TDLR: Don't distrust science; Be skeptical of areas with no research and studies without any follow-ups
Since my angry post about how science journals tend to work (with a few nice exceptions as I've found out via some lovely Tumblr users) has gotten widespread, I want to clarify something related to mistrust of science:
Almost all individual scientists are trustworthy. I've worked with a bunch of them, including a guy known as "One of the Four Horseman of Chemistry" at my old university (for being a pain to work with), and I've gotten along with them excellently. They have never asked me to p-hack, they have never asked me to manipulate data. Bad scientists who are constantly majorly manipulating their data are a rarity. The two I can think of right off hand are that guy at Standford who got exposed by a student journalist this year and some dude in the fly science area who keeps publishing (and vehemently defending) a bunch of stuff that no one can replicate. Also the good news here is that they do tend to get caught, if not by a student journalist, by their peers, and this is usually because bad scientists who are motivated solely by ego and puffing up the importance of their careers tend to eventually publish something that seems so ground-breaking that other scientists get incredulous, and that experiment bypasses the replication crisis [the phenomenon where experiments aren't repeated by different groups of scientists because they've already been published and won't get republished or contribute to anyone's career]. My science professor friend told me about this happening with a Korean lab that swears they can make superconducting happen at room temperature. That's a big claim. Other scientists were immediately like "Hold up," tried to repeat their methods, and no one can make it work, so that lab has lost a lot of credit in the science community.

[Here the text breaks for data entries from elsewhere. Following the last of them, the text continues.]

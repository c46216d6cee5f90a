use criterion::{black_box, criterion_group, criterion_main, BenchmarkId, Criterion};
use mortality_eval::calibration::{Calibrator, IsotonicRegression};
use mortality_eval::config::FairnessConfig;
use mortality_eval::fairness::FairnessAnalyzer;
use mortality_eval::metrics::{average_precision, roc_auc};
use mortality_eval::pipeline::AuditPipeline;
use mortality_eval::records::{ColumnSelection, ScoredRecord};
use mortality_eval::synthetic::CohortGenerator;
use ndarray::Array1;

fn cohort(n_test: usize) -> Vec<ScoredRecord> {
    CohortGenerator::new()
        .with_seed(42)
        .with_sizes(n_test * 3 / 2, n_test)
        .with_noise(0.7)
        .generate()
}

fn bench_metrics(c: &mut Criterion) {
    let mut group = c.benchmark_group("metrics");

    for n_rows in [1000, 10000, 50000].iter() {
        let records = cohort(*n_rows);
        let (y, p) = ColumnSelection::raw().extract(&records).unwrap();

        group.bench_with_input(BenchmarkId::new("roc_auc", n_rows), &(&y, &p), |b, (y, p)| {
            b.iter(|| roc_auc(black_box(y), black_box(p)).unwrap());
        });
        group.bench_with_input(BenchmarkId::new("average_precision", n_rows), &(&y, &p), |b, (y, p)| {
            b.iter(|| average_precision(black_box(y), black_box(p)).unwrap());
        });
    }

    group.finish();
}

fn bench_isotonic(c: &mut Criterion) {
    let mut group = c.benchmark_group("isotonic");

    for n_rows in [1000, 10000, 50000].iter() {
        let records = cohort(*n_rows);
        let scores: Array1<f64> = records.iter().map(|r| r.score).collect();
        let labels: Array1<f64> = records.iter().map(|r| r.y as f64).collect();

        group.bench_with_input(BenchmarkId::new("fit", n_rows), &(&scores, &labels), |b, (x, y)| {
            b.iter(|| {
                let mut iso = IsotonicRegression::new();
                iso.fit(black_box(x), black_box(y)).unwrap();
                iso
            });
        });
    }

    group.finish();
}

fn bench_audit(c: &mut Criterion) {
    let mut group = c.benchmark_group("audit");
    group.sample_size(10);

    for n_rows in [1000, 10000].iter() {
        let records = cohort(*n_rows);

        group.bench_with_input(BenchmarkId::new("fairness", n_rows), &records, |b, records| {
            let analyzer = FairnessAnalyzer::new(FairnessConfig::default()).unwrap();
            b.iter(|| analyzer.analyze(black_box(records), &ColumnSelection::raw()).unwrap());
        });
        group.bench_with_input(BenchmarkId::new("pipeline", n_rows), &records, |b, records| {
            let pipeline = AuditPipeline::default();
            b.iter(|| pipeline.run(black_box(records), "bench").unwrap());
        });
    }

    group.finish();
}

criterion_group!(benches, bench_metrics, bench_isotonic, bench_audit);
criterion_main!(benches);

Individual scientists, the scientific process, scientific methods, and peer review are generally very trustworthy. Science as a whole is generally very trustworthy.

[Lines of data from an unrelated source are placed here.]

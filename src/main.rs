//! mortality-eval - Main Entry Point
//!
//! Runs the calibration and audit pipeline over a scored cohort.

use clap::Parser;
use mortality_eval::cli::{cmd_demo, cmd_run, Cli, Commands};

fn main() -> anyhow::Result<()> {
    // Initialize logging
    tracing_subscriber::fmt()
        .with_env_filter(
            tracing_subscriber::EnvFilter::try_from_default_env()
                .unwrap_or_else(|_| "mortality_eval=info".into()),
        )
        .init();

    let cli = Cli::parse();

    match cli.command {
        Commands::Run {
            data,
            output,
            model_name,
            config,
        } => {
            cmd_run(&data, &output, &model_name, config.as_deref())?;
        }
        Commands::Demo { output, seed } => {
            cmd_demo(&output, seed)?;
        }
    }

    Ok(())
}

What you have the right to be suspicious of is 1) Lack of published research on a given thing, 2) Studies with important results that you cannot find any follow-up studies on, especially if they've been widely spread around as "proof" of something.

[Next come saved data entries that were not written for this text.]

//! Isotonic regression calibration

use crate::calibration::Calibrator;
use crate::config::OutOfBounds;
use crate::error::{EvalError, Result};
use ndarray::Array1;
use serde::{Deserialize, Serialize};

/// Isotonic regression calibrator
///
/// Non-parametric calibration that fits a monotonically nondecreasing
/// function by pool-adjacent-violators. The fitted function is stored as
/// knots at block boundaries and interpolated linearly between them; inputs
/// outside the training range follow the [`OutOfBounds`] policy.
#[derive(Debug, Clone, PartialEq, Serialize, Deserialize)]
pub struct IsotonicRegression {
    /// Knot positions (raw scores), strictly ascending
    x_knots: Option<Vec<f64>>,
    /// Calibrated probability at each knot, nondecreasing
    y_knots: Option<Vec<f64>>,
    out_of_bounds: OutOfBounds,
    /// Number of training pairs seen by `fit`
    n_train: usize,
}

/// A pooled block of equal fitted value
#[derive(Debug, Clone, Copy)]
struct Block {
    sum_wy: f64,
    weight: f64,
    /// Number of unique x values covered
    len: usize,
}

impl Block {
    fn mean(&self) -> f64 {
        self.sum_wy / self.weight
    }
}

impl IsotonicRegression {
    /// Create a new isotonic regression calibrator that clips out-of-range input
    pub fn new() -> Self {
        Self {
            x_knots: None,
            y_knots: None,
            out_of_bounds: OutOfBounds::Clip,
            n_train: 0,
        }
    }

    /// Set the policy for inputs outside the training range
    pub fn with_out_of_bounds(mut self, policy: OutOfBounds) -> Self {
        self.out_of_bounds = policy;
        self
    }

    pub fn is_fitted(&self) -> bool {
        self.x_knots.is_some()
    }

    /// Fitted knots as (scores, calibrated probabilities)
    pub fn knots(&self) -> Option<(&[f64], &[f64])> {
        match (&self.x_knots, &self.y_knots) {
            (Some(x), Some(y)) => Some((x.as_slice(), y.as_slice())),
            _ => None,
        }
    }

    pub fn n_train(&self) -> usize {
        self.n_train
    }

    /// Pool Adjacent Violators Algorithm (PAVA)
    ///
    /// Returns the fitted value for every input position.
    fn pava(y: &[f64], weights: &[f64]) -> Vec<f64> {
        let mut blocks: Vec<Block> = Vec::with_capacity(y.len());

        for (&yi, &wi) in y.iter().zip(weights.iter()) {
            blocks.push(Block {
                sum_wy: yi * wi,
                weight: wi,
                len: 1,
            });
            // Merge backwards while the last two blocks violate monotonicity
            while blocks.len() > 1 {
                let last = blocks[blocks.len() - 1];
                let prev = blocks[blocks.len() - 2];
                if prev.mean() <= last.mean() {
                    break;
                }
                blocks.pop();
                if let Some(merged) = blocks.last_mut() {
                    merged.sum_wy += last.sum_wy;
                    merged.weight += last.weight;
                    merged.len += last.len;
                }
            }
        }

        blocks
            .iter()
            .flat_map(|b| std::iter::repeat(b.mean()).take(b.len))
            .collect()
    }

    /// Sort by x and average the outcomes of tied x values
    fn unique_weighted(x: &[f64], y: &[f64]) -> (Vec<f64>, Vec<f64>, Vec<f64>) {
        let mut order: Vec<usize> = (0..x.len()).collect();
        order.sort_by(|&a, &b| x[a].partial_cmp(&x[b]).unwrap_or(std::cmp::Ordering::Equal));

        let mut xs: Vec<f64> = Vec::new();
        let mut ys: Vec<f64> = Vec::new();
        let mut ws: Vec<f64> = Vec::new();
        for i in order {
            match xs.last() {
                Some(&last) if last == x[i] => {
                    let k = ys.len() - 1;
                    ys[k] += y[i];
                    ws[k] += 1.0;
                }
                _ => {
                    xs.push(x[i]);
                    ys.push(y[i]);
                    ws.push(1.0);
                }
            }
        }
        for (sum, w) in ys.iter_mut().zip(ws.iter()) {
            *sum /= w;
        }
        (xs, ys, ws)
    }

    /// Keep only the points where the fitted value changes on either side
    fn build_function(&mut self, x_unique: Vec<f64>, y_fitted: Vec<f64>) {
        let n = x_unique.len();
        let mut x_vals = Vec::new();
        let mut y_vals = Vec::new();

        for i in 0..n {
            let keep = i == 0
                || i == n - 1
                || y_fitted[i] != y_fitted[i - 1]
                || y_fitted[i] != y_fitted[i + 1];
            if keep {
                x_vals.push(x_unique[i]);
                y_vals.push(y_fitted[i]);
            }
        }

        self.x_knots = Some(x_vals);
        self.y_knots = Some(y_vals);
    }

    /// Calibrated probability for a single raw score
    pub fn transform_one(&self, x: f64) -> Result<f64> {
        let (x_vals, y_vals) = self.knots().ok_or(EvalError::ModelNotFitted)?;
        if x.is_nan() {
            return Ok(f64::NAN);
        }

        let first = x_vals[0];
        let last = x_vals[x_vals.len() - 1];
        let x = if x < first || x > last {
            match self.out_of_bounds {
                OutOfBounds::Clip => x.clamp(first, last),
                OutOfBounds::Nan => return Ok(f64::NAN),
            }
        } else {
            x
        };

        Ok(Self::interpolate(x_vals, y_vals, x))
    }

    /// Linear interpolation between the knots surrounding `x`
    fn interpolate(x_vals: &[f64], y_vals: &[f64], x: f64) -> f64 {
        if x_vals.len() == 1 || x <= x_vals[0] {
            return y_vals[0];
        }
        if x >= x_vals[x_vals.len() - 1] {
            return y_vals[y_vals.len() - 1];
        }

        // Binary search for interval
        let hi = x_vals.partition_point(|&k| k <= x);
        let lo = hi - 1;
        if x == x_vals[lo] {
            return y_vals[lo];
        }

        let t = (x - x_vals[lo]) / (x_vals[hi] - x_vals[lo]);
        y_vals[lo] + t * (y_vals[hi] - y_vals[lo])
    }
}

impl Default for IsotonicRegression {
    fn default() -> Self {
        Self::new()
    }
}

impl Calibrator for IsotonicRegression {
    fn fit(&mut self, probs: &Array1<f64>, labels: &Array1<f64>) -> Result<()> {
        let n = probs.len();
        if n != labels.len() {
            return Err(EvalError::InvalidInput(
                "Probabilities and labels must have same length".to_string(),
            ));
        }
        if n == 0 {
            return Err(EvalError::InvalidInput("Empty input".to_string()));
        }
        if probs.iter().chain(labels.iter()).any(|v| !v.is_finite()) {
            return Err(EvalError::InvalidInput(
                "Calibration inputs must be finite".to_string(),
            ));
        }

        let x: Vec<f64> = probs.to_vec();
        let y: Vec<f64> = labels.to_vec();
        let (x_unique, y_mean, weights) = Self::unique_weighted(&x, &y);

        let y_fitted = Self::pava(&y_mean, &weights);
        self.build_function(x_unique, y_fitted);
        self.n_train = n;

        Ok(())
    }

    fn calibrate(&self, probs: &Array1<f64>) -> Result<Array1<f64>> {
        if !self.is_fitted() {
            return Err(EvalError::ModelNotFitted);
        }
        probs
            .iter()
            .map(|&p| self.transform_one(p))
            .collect::<Result<Vec<f64>>>()
            .map(Array1::from_vec)
    }
}

#[cfg(test)]
mod tests {
    use super::*;
    use ndarray::array;

    fn assert_monotone(values: &Array1<f64>) {
        for i in 1..values.len() {
            assert!(values[i] >= values[i - 1] - 1e-12, "{:?}", values);
        }
    }

    #[test]
    fn test_isotonic_basic() {
        let probs = array![0.1, 0.2, 0.3, 0.4, 0.5, 0.6, 0.7, 0.8, 0.9];
        let labels = array![0.0, 0.0, 0.0, 0.0, 1.0, 1.0, 1.0, 1.0, 1.0];

        let mut calibrator = IsotonicRegression::new();
        let calibrated = calibrator.fit_calibrate(&probs, &labels).unwrap();

        assert_monotone(&calibrated);
        assert_eq!(calibrated[0], 0.0);
        assert_eq!(calibrated[8], 1.0);
    }

    #[test]
    fn test_isotonic_non_monotonic_input() {
        let probs = array![0.1, 0.3, 0.5, 0.7, 0.9];
        let labels = array![0.0, 1.0, 0.0, 1.0, 1.0];

        let mut calibrator = IsotonicRegression::new();
        let calibrated = calibrator.fit_calibrate(&probs, &labels).unwrap();

        assert_monotone(&calibrated);
        // 0.3 and 0.5 pool to 0.5
        assert!((calibrated[1] - 0.5).abs() < 1e-12);
        assert!((calibrated[2] - 0.5).abs() < 1e-12);
    }

    #[test]
    fn test_pava_pools_long_runs() {
        let y = vec![1.0, 1.0, 0.0, 0.0, 0.0];
        let w = vec![1.0; 5];
        let result = IsotonicRegression::pava(&y, &w);
        for v in &result {
            assert!((v - 0.4).abs() < 1e-12, "{:?}", result);
        }
    }

    #[test]
    fn test_tied_scores_share_one_value() {
        let probs = array![0.4, 0.4, 0.4, 0.8];
        let labels = array![0.0, 1.0, 1.0, 1.0];

        let mut calibrator = IsotonicRegression::new();
        calibrator.fit(&probs, &labels).unwrap();
        assert!((calibrator.transform_one(0.4).unwrap() - 2.0 / 3.0).abs() < 1e-12);
    }

    #[test]
    fn test_out_of_range_is_clipped() {
        let probs = array![0.2, 0.4, 0.6, 0.8];
        let labels = array![0.0, 0.0, 1.0, 1.0];

        let mut calibrator = IsotonicRegression::new();
        calibrator.fit(&probs, &labels).unwrap();
        assert_eq!(calibrator.transform_one(0.0).unwrap(), 0.0);
        assert_eq!(calibrator.transform_one(1.0).unwrap(), 1.0);
        // halfway between knots 0.4 -> 0 and 0.6 -> 1
        assert!((calibrator.transform_one(0.5).unwrap() - 0.5).abs() < 1e-12);

        let mut strict = IsotonicRegression::new().with_out_of_bounds(OutOfBounds::Nan);
        strict.fit(&probs, &labels).unwrap();
        assert!(strict.transform_one(0.95).unwrap().is_nan());
    }

    #[test]
    fn test_knots_drop_interior_points() {
        let probs = array![0.1, 0.2, 0.3, 0.4, 0.5, 0.6];
        let labels = array![0.0, 0.0, 0.0, 1.0, 1.0, 1.0];

        let mut calibrator = IsotonicRegression::new();
        calibrator.fit(&probs, &labels).unwrap();
        let (x, y) = calibrator.knots().unwrap();
        assert_eq!(x, &[0.1, 0.3, 0.4, 0.6]);
        assert_eq!(y, &[0.0, 0.0, 1.0, 1.0]);
    }

    #[test]
    fn test_unfitted_and_invalid() {
        let calibrator = IsotonicRegression::new();
        assert!(matches!(
            calibrator.calibrate(&array![0.5]),
            Err(EvalError::ModelNotFitted)
        ));

        let mut calibrator = IsotonicRegression::new();
        assert!(calibrator.fit(&array![0.1, 0.2], &array![1.0]).is_err());
        assert!(calibrator.fit(&array![], &array![]).is_err());
    }

    #[test]
    fn test_single_unique_score() {
        let mut calibrator = IsotonicRegression::new();
        calibrator
            .fit(&array![0.3, 0.3, 0.3, 0.3], &array![0.0, 1.0, 0.0, 0.0])
            .unwrap();
        assert!((calibrator.transform_one(0.9).unwrap() - 0.25).abs() < 1e-12);
    }

    #[test]
    fn test_roundtrip_serialization() {
        let mut calibrator = IsotonicRegression::new();
        calibrator
            .fit(&array![0.1, 0.5, 0.9], &array![0.0, 1.0, 1.0])
            .unwrap();
        let json = serde_json::to_string(&calibrator).unwrap();
        let restored: IsotonicRegression = serde_json::from_str(&json).unwrap();
        assert_eq!(restored, calibrator);
        assert_eq!(
            restored.transform_one(0.3).unwrap(),
            calibrator.transform_one(0.3).unwrap()
        );
    }
}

And THOSE are the problems that come from the fact that very few journals and pretty much no highly prestigious journals publish negative or null results (i.e. "We found nothing interesting") or repeated trials of experiments that have already been published. This disincentivizes reseachers repeating the work of other research groups (the replication crisis). This is not a moral failing on the part of the scientists; they just know that even if they do do repeats of other people's work, it will likely never see the light of day, so there is literally no point in spending years doing that when funding and resources are limited (and that's pretty much always the case in research). Some labs have taken on the responsibility of repeating other people's experiments, but most of that gets shared internally among science groups. This helps improve science from the inside, but because journals won't publish these studies, the public is denied these same confirmations. Scientists aren't hiding things from you; the journal publishing industry is forcing information underground. Then not replicating experiments can result in a single study finding something "interesting" by chance rather than because there's actually a causatory relationship and then becoming accepted science when it's just a fluke: Like the study showing differences in men's vs. women's brains. Not true, just got a statistical difference by chance that one time, which then took a very long time to realize. This situation is once again, not a result of malice or manipulation by the scientists - it's just something that happened by accident.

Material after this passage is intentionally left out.